== Segment start ==
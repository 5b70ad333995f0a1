//! Prompt identity
//!
//! A prompt is addressed by its [`Location`]: an optional application and a
//! name, written `application/name` or just `name`. A location can be derived
//! from a file path (`pirates/first.txt` -> `pirates/first`) or declared by
//! the prompt file itself; [`IdentityPolicy`] decides which one wins.

use std::fmt;
use std::path::{Component, Path};
use std::str::FromStr;

use serde::{Deserialize, Serialize};
use tracing::debug;

use crate::error::{PromptError, Result};
use crate::record::PromptRecord;

/// Application/name pair identifying one prompt
#[derive(Debug, Clone, PartialEq, Eq, Hash, PartialOrd, Ord, Serialize, Deserialize)]
pub struct Location {
    pub application: Option<String>,
    pub name: String,
}

impl Location {
    pub fn new(application: Option<String>, name: impl Into<String>) -> Self {
        Self {
            application,
            name: name.into(),
        }
    }

    /// Derive a location from a file path
    ///
    /// The name is the file stem. The application is the parent directory
    /// name, present only when the path has at least two segments.
    pub fn from_path(path: impl AsRef<Path>) -> Self {
        let path = path.as_ref();
        let segments: Vec<_> = path
            .components()
            .filter_map(|c| match c {
                Component::Normal(part) => Some(part),
                _ => None,
            })
            .collect();

        let name = path
            .file_stem()
            .map(|s| s.to_string_lossy().into_owned())
            .unwrap_or_default();
        let application = if segments.len() > 1 {
            Some(segments[segments.len() - 2].to_string_lossy().into_owned())
        } else {
            None
        };

        Self { application, name }
    }

    /// Parse a location string (`name` or `application/name`)
    pub fn parse(location: &str) -> Result<Self> {
        let mut parts = location.split('/');
        match (parts.next(), parts.next(), parts.next()) {
            (Some(name), None, None) if !name.is_empty() => Ok(Self::new(None, name)),
            (Some(application), Some(name), None) if !application.is_empty() && !name.is_empty() => {
                Ok(Self::new(Some(application.to_string()), name))
            }
            _ => Err(PromptError::InvalidLocationString(location.to_string())),
        }
    }
}

impl FromStr for Location {
    type Err = PromptError;

    fn from_str(s: &str) -> Result<Self> {
        Self::parse(s)
    }
}

impl fmt::Display for Location {
    fn fmt(&self, f: &mut fmt::Formatter<'_>) -> fmt::Result {
        match &self.application {
            Some(application) => write!(f, "{}/{}", application, self.name),
            None => write!(f, "{}", self.name),
        }
    }
}

/// Which identity wins when a prompt file declares its own application/name
#[derive(Debug, Clone, Copy, PartialEq, Eq, Default, Serialize, Deserialize)]
#[serde(rename_all = "kebab-case")]
pub enum IdentityPolicy {
    /// Declared fields win; the path fills in only what the record left unset
    #[default]
    PreferDeclared,
    /// The file hierarchy is the source of truth; path-derived values always win
    PreferPath,
}

/// Merge a path-derived location into a record's declared identity
///
/// Presence is decided by `Option`, not by emptiness: a record that declares
/// `application: ""` keeps no application under [`IdentityPolicy::PreferDeclared`].
pub fn resolve_identity(record: &mut PromptRecord, derived: &Location, policy: IdentityPolicy) {
    debug!(%derived, ?policy, "resolve_identity: called");
    let (application, name) = match policy {
        IdentityPolicy::PreferDeclared => (
            record
                .application()
                .map(str::to_string)
                .or_else(|| derived.application.clone()),
            record
                .name()
                .map(str::to_string)
                .unwrap_or_else(|| derived.name.clone()),
        ),
        IdentityPolicy::PreferPath => (derived.application.clone(), derived.name.clone()),
    };
    record.set_identity(application, name);
}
== Segment end ==
▸ **Problem**
Above are some records; extract every one of them exactly.

▸ **Task output**
repository 5b70ad333995f0a1
//! Prompt identity
//!
//! A prompt is addressed by its [`Location`]: an optional application and a
//! name, written `application/name` or just `name`. A location can be derived
//! from a file path (`pirates/first.txt` -> `pirates/first`) or declared by
//! the prompt file itself; [`IdentityPolicy`] decides which one wins.

use std::fmt;
use std::path::{Component, Path};
use std::str::FromStr;

use serde::{Deserialize, Serialize};
use tracing::debug;

use crate::error::{PromptError, Result};
use crate::record::PromptRecord;

/// Application/name pair identifying one prompt
#[derive(Debug, Clone, PartialEq, Eq, Hash, PartialOrd, Ord, Serialize, Deserialize)]
pub struct Location {
    pub application: Option<String>,
    pub name: String,
}

impl Location {
    pub fn new(application: Option<String>, name: impl Into<String>) -> Self {
        Self {
            application,
            name: name.into(),
        }
    }

    /// Derive a location from a file path
    ///
    /// The name is the file stem. The application is the parent directory
    /// name, present only when the path has at least two segments.
    pub fn from_path(path: impl AsRef<Path>) -> Self {
        let path = path.as_ref();
        let segments: Vec<_> = path
            .components()
            .filter_map(|c| match c {
                Component::Normal(part) => Some(part),
                _ => None,
            })
            .collect();

        let name = path
            .file_stem()
            .map(|s| s.to_string_lossy().into_owned())
            .unwrap_or_default();
        let application = if segments.len() > 1 {
            Some(segments[segments.len() - 2].to_string_lossy().into_owned())
        } else {
            None
        };

        Self { application, name }
    }

    /// Parse a location string (`name` or `application/name`)
    pub fn parse(location: &str) -> Result<Self> {
        let mut parts = location.split('/');
        match (parts.next(), parts.next(), parts.next()) {
            (Some(name), None, None) if !name.is_empty() => Ok(Self::new(None, name)),
            (Some(application), Some(name), None) if !application.is_empty() && !name.is_empty() => {
                Ok(Self::new(Some(application.to_string()), name))
            }
            _ => Err(PromptError::InvalidLocationString(location.to_string())),
        }
    }
}

impl FromStr for Location {
    type Err = PromptError;

    fn from_str(s: &str) -> Result<Self> {
        Self::parse(s)
    }
}

impl fmt::Display for Location {
    fn fmt(&self, f: &mut fmt::Formatter<'_>) -> fmt::Result {
        match &self.application {
            Some(application) => write!(f, "{}/{}", application, self.name),
            None => write!(f, "{}", self.name),
        }
    }
}

/// Which identity wins when a prompt file declares its own application/name
#[derive(Debug, Clone, Copy, PartialEq, Eq, Default, Serialize, Deserialize)]
#[serde(rename_all = "kebab-case")]
pub enum IdentityPolicy {
    /// Declared fields win; the path fills in only what the record left unset
    #[default]
    PreferDeclared,
    /// The file hierarchy is the source of truth; path-derived values always win
    PreferPath,
}

/// Merge a path-derived location into a record's declared identity
///
/// Presence is decided by `Option`, not by emptiness: a record that declares
/// `application: ""` keeps no application under [`IdentityPolicy::PreferDeclared`].
pub fn resolve_identity(record: &mut PromptRecord, derived: &Location, policy: IdentityPolicy) {
    debug!(%derived, ?policy, "resolve_identity: called");
    let (application, name) = match policy {
        IdentityPolicy::PreferDeclared => (
            record
                .application()
                .map(str::to_string)
                .or_else(|| derived.application.clone()),
            record
                .name()
                .map(str::to_string)
                .unwrap_or_else(|| derived.name.clone()),
        ),
        IdentityPolicy::PreferPath => (derived.application.clone(), derived.name.clone()),
    };
    record.set_identity(application, name);
}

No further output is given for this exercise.